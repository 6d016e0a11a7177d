//! Direct form II transposed filtering with `b / a` coefficients.

use crate::kernel::ExecInvariantViolation;

/// Filter `x` through `b / a`, both in ascending powers of `z^-1`.
///
/// Coefficients are normalized by `a[0]`; the filter starts at rest.
///
/// ```
/// use fbank::signal::filter::lfilter;
///
/// let y = lfilter(&[5., 4., 1., 2.], &[1.], &[1., 2., 3., 4., 3., 5., 6.]).unwrap();
/// assert_eq!(y, vec![5., 14., 24., 36., 38., 47., 61.]);
/// ```
pub fn lfilter(b: &[f64], a: &[f64], x: &[f64]) -> Result<Vec<f64>, ExecInvariantViolation> {
    if b.is_empty() || a.is_empty() {
        return Err(ExecInvariantViolation::InvalidState {
            reason: "lfilter numerator and denominator must be non-empty",
        });
    }
    let a0 = a[0];
    if a0 == 0.0 || !a0.is_finite() {
        return Err(ExecInvariantViolation::InvalidState {
            reason: "leading denominator coefficient must be finite and non-zero",
        });
    }
    let order = b.len().max(a.len());
    let mut bn = vec![0.0; order];
    let mut an = vec![0.0; order];
    bn.iter_mut().zip(b).for_each(|(dst, c)| *dst = c / a0);
    an.iter_mut().zip(a).for_each(|(dst, c)| *dst = c / a0);

    // The last slot stays zero and terminates the delay line.
    let mut state = vec![0.0; order];
    let y = x
        .iter()
        .map(|&xn| {
            let yn = bn[0] * xn + state[0];
            for k in 1..order {
                state[k - 1] = bn[k] * xn - an[k] * yn + state[k];
            }
            yn
        })
        .collect();
    Ok(y)
}

#[cfg(test)]
mod tests {
    use super::*;
    use approx::assert_abs_diff_eq;

    #[test]
    fn fir_is_a_convolution() {
        let y = lfilter(&[5., 4., 1., 2.], &[1.], &[1., 2., 3., 4., 3., 5., 6.]).expect("lfilter");
        assert_eq!(y, vec![5., 14., 24., 36., 38., 47., 61.]);
    }

    #[test]
    fn one_pole_impulse_response_decays_geometrically() {
        let mut impulse = vec![0.0; 8];
        impulse[0] = 1.0;
        // y[n] = x[n] + 0.5 y[n-1], scaled by a0 = 2
        let y = lfilter(&[2.0], &[2.0, -1.0], &impulse).expect("lfilter");
        for (n, v) in y.iter().enumerate() {
            assert_abs_diff_eq!(*v, 0.5f64.powi(n as i32), epsilon = 1e-15);
        }
    }

    #[test]
    fn degenerate_coefficients_are_rejected() {
        assert!(lfilter(&[], &[1.0], &[1.0]).is_err());
        assert!(lfilter(&[1.0], &[0.0, 1.0], &[1.0]).is_err());
    }
}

##############################

● **WORK REQUEST**
What is needed is a word-for-word copy of all the records above.

● **RESULT OF THE EXERCISE**
repository 6d016e0a11a7177d
//! Direct form II transposed filtering with `b / a` coefficients.

use crate::kernel::ExecInvariantViolation;

/// Filter `x` through `b / a`, both in ascending powers of `z^-1`.
///
/// Coefficients are normalized by `a[0]`; the filter starts at rest.
///
/// ```
/// use fbank::signal::filter::lfilter;
///
/// let y = lfilter(&[5., 4., 1., 2.], &[1.], &[1., 2., 3., 4., 3., 5., 6.]).unwrap();
/// assert_eq!(y, vec![5., 14., 24., 36., 38., 47., 61.]);
/// ```
pub fn lfilter(b: &[f64], a: &[f64], x: &[f64]) -> Result<Vec<f64>, ExecInvariantViolation> {
    if b.is_empty() || a.is_empty() {
        return Err(ExecInvariantViolation::InvalidState {
            reason: "lfilter numerator and denominator must be non-empty",
        });
    }
    let a0 = a[0];
    if a0 == 0.0 || !a0.is_finite() {
        return Err(ExecInvariantViolation::InvalidState {
            reason: "leading denominator coefficient must be finite and non-zero",
        });
    }
    let order = b.len().max(a.len());
    let mut bn = vec![0.0; order];
    let mut an = vec![0.0; order];
    bn.iter_mut().zip(b).for_each(|(dst, c)| *dst = c / a0);
    an.iter_mut().zip(a).for_each(|(dst, c)| *dst = c / a0);

    // The last slot stays zero and terminates the delay line.
    let mut state = vec![0.0; order];
    let y = x
        .iter()
        .map(|&xn| {
            let yn = bn[0] * xn + state[0];
            for k in 1..order {
                state[k - 1] = bn[k] * xn - an[k] * yn + state[k];
            }
            yn
        })
        .collect();
    Ok(y)
}

#[cfg(test)]
mod tests {
    use super::*;
    use approx::assert_abs_diff_eq;

    #[test]
    fn fir_is_a_convolution() {
        let y = lfilter(&[5., 4., 1., 2.], &[1.], &[1., 2., 3., 4., 3., 5., 6.]).expect("lfilter");
        assert_eq!(y, vec![5., 14., 24., 36., 38., 47., 61.]);
    }

    #[test]
    fn one_pole_impulse_response_decays_geometrically() {
        let mut impulse = vec![0.0; 8];
        impulse[0] = 1.0;
        // y[n] = x[n] + 0.5 y[n-1], scaled by a0 = 2
        let y = lfilter(&[2.0], &[2.0, -1.0], &impulse).expect("lfilter");
        for (n, v) in y.iter().enumerate() {
            assert_abs_diff_eq!(*v, 0.5f64.powi(n as i32), epsilon = 1e-15);
        }
    }

    #[test]
    fn degenerate_coefficients_are_rejected() {
        assert!(lfilter(&[], &[1.0], &[1.0]).is_err());
        assert!(lfilter(&[1.0], &[0.0, 1.0], &[1.0]).is_err());
    }
}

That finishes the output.